* **Task prompt**: Only one stretch of the records below is wanted: the lines from the one holding "config: args" through the one holding "let filters = config.ui.filter_selection()?;". Return it exactly, both ends included.

* **Records for the exercise**:
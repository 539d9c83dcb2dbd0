mod app;
mod command;
mod tabs;
mod ui;
mod widgets;

use std::io::{self, BufRead, Write as _};
use std::path::PathBuf;
use std::time::Duration;

use anyhow::{Context, Result};
use crossterm::{
    event::{self as ct_event, Event, KeyEventKind},
    execute,
    terminal::{disable_raw_mode, enable_raw_mode, EnterAlternateScreen, LeaveAlternateScreen},
};
use ratatui::backend::CrosstermBackend;
use ratatui::Terminal;

use ci_chat::ThinkingDelay;
use ci_core::config::Config;

use crate::app::App;

struct Args {
    headless: bool,
    no_delay: bool,
    json_logs: bool,
    config: Option<PathBuf>,
}

impl Args {
    // Simple flag scan, no clap dependency.
    fn parse() -> Self {
        let args: Vec<String> = std::env::args().collect();
        Self {
            headless: args.iter().any(|a| a == "--headless"),
            no_delay: args.iter().any(|a| a == "--no-delay"),
            json_logs: args.iter().any(|a| a == "--json-logs"),
            config: args
                .iter()
                .position(|a| a == "--config")
                .and_then(|i| args.get(i + 1))
                .map(PathBuf::from),
        }
    }
}

fn main() -> Result<()> {
    let args = Args::parse();

    let config = match &args.config {
        Some(path) => Config::load_from(path)
            .with_context(|| format!("loading config from {}", path.display()))?,
        None => Config::load().context("loading ~/.ci-report/config.toml")?,
    };

    init_logging(&args, &config);

    let filters = config.ui.filter_selection()?;
    let delay = if args.no_delay {
        ThinkingDelay::none()
    } else {
        ThinkingDelay::new(config.chat.thinking_delay())
    };
    let app = App::new(filters, delay);
    tracing::info!(
        headless = args.headless,
        thinking_delay_ms = delay.duration().as_millis() as u64,
        "ci-report starting"
    );

    if args.headless {
        return run_headless(app);
    }

    // Set up panic hook to restore terminal on panic.
    let original_hook = std::panic::take_hook();
    std::panic::set_hook(Box::new(move |panic_info| {
        let _ = restore_terminal();
        original_hook(panic_info);
    }));

    let result = run(app, config.ui.tick_rate());

    restore_terminal()?;
    result
}

/// Headless output goes to stderr; the interactive screen owns the terminal,
/// so its logs go to a file.
fn init_logging(args: &Args, config: &Config) {
    let level = config.general.log_level.as_str();
    if args.headless {
        if args.json_logs {
            ci_telemetry::logging::init_logging_json("ci-report", level);
        } else {
            ci_telemetry::logging::init_logging("ci-report", level);
        }
        return;
    }

    let path = config.general.log_path();
    if let Err(e) = ci_telemetry::logging::init_logging_to_file("ci-report", level, &path) {
        eprintln!("warning: logging disabled, cannot open {}: {e}", path.display());
    }
}

/// Run the interactive TUI with the standard crossterm backend.
fn run(mut app: App, tick_rate: Duration) -> Result<()> {
    enable_raw_mode()?;
    let mut stdout = io::stdout();
    execute!(stdout, EnterAlternateScreen)?;
    let backend = CrosstermBackend::new(stdout);
    let mut terminal = Terminal::new(backend)?;

    loop {
        app.poll_replies();

        terminal.draw(|frame| {
            ui::render(frame, &app);
        })?;

        if ct_event::poll(tick_rate)? {
            if let Event::Key(key) = ct_event::read()? {
                if key.kind == KeyEventKind::Press {
                    app.on_key(key);
                }
            }
        }

        if app.should_quit {
            break;
        }
    }

    tracing::info!(turns = app.session.len(), "ci-report exiting");
    Ok(())
}

/// Headless mode: reads commands from stdin, one per line, and writes JSON
/// lines to stdout.
///
/// Usage: `echo '{"cmd":"ask","args":["any threat?"]}' | ci-report --headless --no-delay`
fn run_headless(mut app: App) -> Result<()> {
    emit_event(&serde_json::json!({
        "event": "started",
        "tabs": app::TAB_NAMES.len(),
        "thinking_delay_ms": app.thinking_delay().duration().as_millis() as u64,
    }));

    let stdin = io::stdin();
    for line in stdin.lock().lines() {
        let line = match line {
            Ok(l) => l,
            Err(e) => {
                tracing::warn!(error = %e, "stdin read failed");
                break;
            }
        };
        let line = line.trim();
        if line.is_empty() {
            continue;
        }

        // JSON first, then text.
        let cmd = command::parse_json_command(line).or_else(|| command::parse_command(line));

        match cmd {
            Some(cmd) => {
                let prev_tab = app.current_tab;
                let result = command::execute_command(&mut app, cmd);

                if app.current_tab != prev_tab {
                    emit_event(&serde_json::json!({
                        "event": "tab_changed",
                        "tab": app.current_tab,
                        "tab_name": app::TAB_NAMES[app.current_tab],
                    }));
                }

                match result {
                    Some(json_str) => {
                        println!("{}", json_str);
                        io::stdout().flush()?;
                    }
                    None => emit_event(&serde_json::json!({"event": "ok"})),
                }
            }
            None => {
                emit_event(&serde_json::json!({
                    "event": "error",
                    "message": format!("unknown command: {}", line),
                }));
            }
        }

        if app.should_quit {
            emit_event(&serde_json::json!({"event": "quit"}));
            break;
        }
    }

    Ok(())
}

fn emit_event(value: &serde_json::Value) {
    println!("{}", value);
    let _ = io::stdout().flush();
}

fn restore_terminal() -> Result<()> {
    disable_raw_mode()?;
    let mut stdout = io::stdout();
    execute!(stdout, LeaveAlternateScreen)?;
    Ok(())
}
use std::fs::{self, OpenOptions};
use std::io;
use std::path::Path;
use std::sync::Mutex;

use tracing_subscriber::{fmt, EnvFilter};

fn env_filter(default_level: &str) -> EnvFilter {
    EnvFilter::try_from_default_env().unwrap_or_else(|_| EnvFilter::new(default_level))
}

/// Initialize logging with human-readable output on stderr.
///
/// Uses the `RUST_LOG` environment variable if set, otherwise falls back
/// to `default_level` (e.g. "info", "debug", "ci_chat=debug,warn").
///
/// Safe to call multiple times (e.g. in tests) -- subsequent calls are no-ops.
pub fn init_logging(service_name: &str, default_level: &str) {
    fmt()
        .with_env_filter(env_filter(default_level))
        .with_writer(io::stderr)
        .with_target(true)
        .with_thread_ids(false)
        .with_file(true)
        .with_line_number(true)
        .with_level(true)
        .try_init()
        .ok();

    tracing::info!(service = service_name, "logging initialised (human-readable)");
}

/// Initialize logging with JSON output on stderr.
///
/// Safe to call multiple times -- subsequent calls are no-ops.
pub fn init_logging_json(service_name: &str, default_level: &str) {
    fmt()
        .json()
        .with_env_filter(env_filter(default_level))
        .with_writer(io::stderr)
        .with_target(true)
        .with_file(true)
        .with_line_number(true)
        .with_level(true)
        .try_init()
        .ok();

    tracing::info!(service = service_name, "logging initialised (json)");
}

/// Initialize logging into an append-only file.
///
/// The interactive dashboard owns the terminal, so it logs here instead of
/// stderr. Parent directories are created as needed.
pub fn init_logging_to_file(
    service_name: &str,
    default_level: &str,
    path: &Path,
) -> io::Result<()> {
    if let Some(parent) = path.parent() {
        fs::create_dir_all(parent)?;
    }
    let file = OpenOptions::new().create(true).append(true).open(path)?;

    fmt()
        .with_env_filter(env_filter(default_level))
        .with_writer(Mutex::new(file))
        .with_ansi(false)
        .with_target(true)
        .with_level(true)
        .try_init()
        .ok();

    tracing::info!(
        service = service_name,
        path = %path.display(),
        "logging initialised (file)"
    );
    Ok(())
}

* **Answer box**:
            config: args
                .iter()
                .position(|a| a == "--config")
                .and_then(|i| args.get(i + 1))
                .map(PathBuf::from),
        }
    }
}

fn main() -> Result<()> {
    let args = Args::parse();

    let config = match &args.config {
        Some(path) => Config::load_from(path)
            .with_context(|| format!("loading config from {}", path.display()))?,
        None => Config::load().context("loading ~/.ci-report/config.toml")?,
    };

    init_logging(&args, &config);

    let filters = config.ui.filter_selection()?;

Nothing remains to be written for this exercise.